As you tune in and explore your breath, you might notice that your body feels contracted and tight. As if your skin and muscles do not have room to move. You might also find that no amount of stretching will open this tightness up.

Maybe you have stubborn aches and pains that simply don’t go away. This may be because the body needs to process the trauma that it is holding on to. This processing needs sensitive attunement and isn’t something that can be pushed or imposed. Your body has to open, much like a flower opens its petals.

You may believe that it is impossible to feel or change your contractions. In essence, you might give up on yourself by dismissing the relevance of this patterning for your health. And yet you are always changing, and your body wants to become free. So, the potential is always there for things to open up and become freer for you.

HOW IS YOUR BREATHING?

  • Can you tune into the movement of your respiratory diaphragm? How does it move?

  • Does your breath feel silky, smooth and even? Does it feel stuck somewhere? Is your breathing full and easy?

  • If you tune into all your diaphragms, how do these move? Can you feel your pelvic floor ‘breathe’?

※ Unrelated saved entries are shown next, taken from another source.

use gpu_race_providers::InstanceProvider;
use std::env;
use std::fs;
use std::sync::Arc;

#[cfg(feature = "provider-http")]
use gpu_race_providers::http::HttpProvider;
#[cfg(feature = "provider-mock")]
use gpu_race_providers::mock::{MockProvider, OfferScript};

pub struct ProviderManager;

impl ProviderManager {
    pub fn current_provider_name() -> String {
        env::var("PROVIDER").unwrap_or_else(|_| "http".to_string())
    }

    pub fn get_provider(provider_name: &str) -> Option<Arc<dyn InstanceProvider>> {
        match provider_name.trim().to_lowercase().as_str() {
            #[cfg(feature = "provider-http")]
            "http" => {
                let settings = ApiSettings::from_env()?;
                match HttpProvider::new(settings.base_url, settings.api_token) {
                    Ok(provider) => Some(Arc::new(provider)),
                    Err(e) => {
                        tracing::error!("❌ [provider] Failed to build HTTP provider: {:#}", e);
                        None
                    }
                }
            }
            // Demo marketplace: every instance boots after a few polls.
            #[cfg(feature = "provider-mock")]
            "mock" => Some(Arc::new(MockProvider::new().with_default_script(
                OfferScript::statuses(&["created", "loading", "loading", "running"]),
            ))),
            _ => None,
        }
    }
}

/// Backend location and credentials.
#[derive(Debug, Clone, PartialEq)]
pub struct ApiSettings {
    pub base_url: String,
    pub api_token: String,
}

impl ApiSettings {
    pub fn from_env() -> Option<Self> {
        Self::from_lookup(|key| env::var(key).ok())
    }

    pub fn from_lookup(lookup: impl Fn(&str) -> Option<String>) -> Option<Self> {
        let base_url = lookup("GPU_API_URL")
            .map(|s| s.trim().to_string())
            .filter(|s| !s.is_empty())?;
        // Prefer *_FILE for secrets (Docker/K8s friendly), fallback to env var.
        let token_file = lookup("GPU_API_TOKEN_FILE")
            .unwrap_or_else(|| "/run/secrets/gpu_api_token".to_string());
        let api_token = fs::read_to_string(&token_file)
            .ok()
            .or_else(|| lookup("GPU_API_TOKEN"))
            .map(|s| s.trim().to_string())
            .filter(|s| !s.is_empty())?;
        Some(Self {
            base_url,
            api_token,
        })
    }
}
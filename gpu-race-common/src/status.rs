//! Mapping of raw provider statuses to candidate phase/progress.
//!
//! | raw status                    | phase      | progress              |
//! |-------------------------------|------------|-----------------------|
//! | none yet (before any status)  | creating   | 10                    |
//! | `created`                     | connecting | 20                    |
//! | `loading`                     | loading    | min(previous+10, 85)  |
//! | `running`                     | running    | 100                   |
//! | `exited`/`error`/`destroyed`  | failed     | 0                     |
//! | anything else                 | connecting | unchanged             |
//!
//! Progress of a non-failed candidate never moves backwards: the table value
//! is applied as a floor over the previous progress.

use crate::{Candidate, CandidatePhase};

pub const CREATING_PROGRESS: u8 = 10;
pub const CONNECTING_PROGRESS: u8 = 20;
/// Progress right after the create call returned an instance id.
pub const CREATED_PROGRESS: u8 = 30;
pub const LOADING_STEP: u8 = 10;
pub const LOADING_CAP: u8 = 85;
pub const RUNNING_PROGRESS: u8 = 100;

const FAILED_STATUSES: [&str; 3] = ["exited", "error", "destroyed"];

/// Applies one observed raw status to a candidate. Pure.
///
/// Candidates that already left the race (or already run) are returned unchanged.
pub fn advance(mut candidate: Candidate, raw_status: Option<&str>) -> Candidate {
    if !candidate.is_live() || candidate.phase == CandidatePhase::Running {
        return candidate;
    }

    let Some(raw) = raw_status.map(str::trim).filter(|s| !s.is_empty()) else {
        // "none yet" only applies before anything was observed; a candidate
        // missing from one listing keeps its phase.
        if matches!(candidate.phase, CandidatePhase::Pending | CandidatePhase::Creating) {
            candidate.phase = CandidatePhase::Creating;
            candidate.progress = candidate.progress.max(CREATING_PROGRESS);
        }
        return candidate;
    };

    let status = raw.to_ascii_lowercase();
    match status.as_str() {
        "created" => {
            candidate.phase = CandidatePhase::Connecting;
            candidate.progress = candidate.progress.max(CONNECTING_PROGRESS);
            candidate.status_message = None;
        }
        "loading" => {
            let next = candidate.progress.saturating_add(LOADING_STEP).min(LOADING_CAP);
            candidate.phase = CandidatePhase::Loading;
            candidate.progress = candidate.progress.max(next);
            candidate.status_message = None;
        }
        "running" => {
            candidate.phase = CandidatePhase::Running;
            candidate.progress = RUNNING_PROGRESS;
            candidate.status_message = None;
        }
        s if FAILED_STATUSES.contains(&s) => {
            candidate.fail(format!("Falhou: {}", s));
        }
        _ => {
            candidate.phase = CandidatePhase::Connecting;
            candidate.status_message = Some(raw.to_string());
        }
    }
    candidate
}
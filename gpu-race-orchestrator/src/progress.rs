//! Display-ready view of a race for the UI. Label lookups only.

use gpu_race_common::{Candidate, CandidatePhase, Race, RaceStatus};
use serde::Serialize;
use uuid::Uuid;

#[derive(Debug, Serialize, Clone, PartialEq)]
pub struct CandidateView {
    pub offer_id: u64,
    pub gpu_name: String,
    pub price_per_hour: f64,
    pub instance_id: Option<String>,
    pub phase: CandidatePhase,
    pub phase_label: &'static str,
    pub progress: u8,
    pub error_message: Option<String>,
    pub status_message: Option<String>,
    pub round: u32,
}

#[derive(Debug, Serialize, Clone, PartialEq)]
pub struct RaceView {
    pub race_id: Option<Uuid>,
    pub status: RaceStatus,
    pub status_label: &'static str,
    pub current_round: u32,
    pub max_rounds: u32,
    pub round_label: Option<String>,
    /// Best progress among the candidates still in the race.
    pub progress: u8,
    pub error_message: Option<String>,
    pub candidates: Vec<CandidateView>,
    pub winner: Option<CandidateView>,
}

pub fn phase_label(phase: CandidatePhase) -> &'static str {
    match phase {
        CandidatePhase::Pending => "Na fila",
        CandidatePhase::Creating => "Criando",
        CandidatePhase::Connecting => "Conectando",
        CandidatePhase::Loading => "Carregando",
        CandidatePhase::Running => "Pronta",
        CandidatePhase::Failed => "Falhou",
        CandidatePhase::Cancelled => "Cancelada",
        CandidatePhase::Destroyed => "Removida",
    }
}

pub fn status_label(status: RaceStatus) -> &'static str {
    match status {
        RaceStatus::Idle => "Aguardando",
        RaceStatus::Racing => "Provisionando",
        RaceStatus::Completed => "Máquina pronta",
        RaceStatus::Failed => "Falhou",
        RaceStatus::Cancelled => "Cancelado",
    }
}

pub fn candidate_view(candidate: &Candidate) -> CandidateView {
    CandidateView {
        offer_id: candidate.offer_id,
        gpu_name: candidate.gpu_name.clone(),
        price_per_hour: candidate.price_per_hour,
        instance_id: candidate.instance_id.clone(),
        phase: candidate.phase,
        phase_label: phase_label(candidate.phase),
        progress: candidate.progress,
        error_message: candidate.error_message.clone(),
        status_message: candidate.status_message.clone(),
        round: candidate.round,
    }
}

pub fn race_view(race: &Race) -> RaceView {
    let progress = match race.status {
        RaceStatus::Completed => 100,
        RaceStatus::Racing => race
            .candidates
            .iter()
            .filter(|c| c.is_live())
            .map(|c| c.progress)
            .max()
            .unwrap_or(0),
        _ => 0,
    };
    let round_label = (race.current_round > 0)
        .then(|| format!("Rodada {}/{}", race.current_round, race.max_rounds));

    RaceView {
        race_id: race.race_id,
        status: race.status,
        status_label: status_label(race.status),
        current_round: race.current_round,
        max_rounds: race.max_rounds,
        round_label,
        progress,
        error_message: race.error_message.clone(),
        candidates: race.candidates.iter().map(candidate_view).collect(),
        winner: race.winner.as_ref().map(candidate_view),
    }
}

Coming Back to Optimal Health

Your body is remarkably adaptable. It is possible to come back into relationship with the experience of your breath. As you do, your breath changes. Your awareness of this impacts your physiology, and the impact is both relaxing and grounding.

To have that direct felt-sense and direct knowing of your own breath as a gentle rhythm (filling up and widening in your whole body, then pulling inwards and back out again) connects you to your health and present time.

In time your breath can also synchronise with your energy field. Then, it is possible to feel that you are being breathed. This experience is counter-intuitive because of all your conditioning about what you think breathing is. Your body feels deeply nourished when this happens.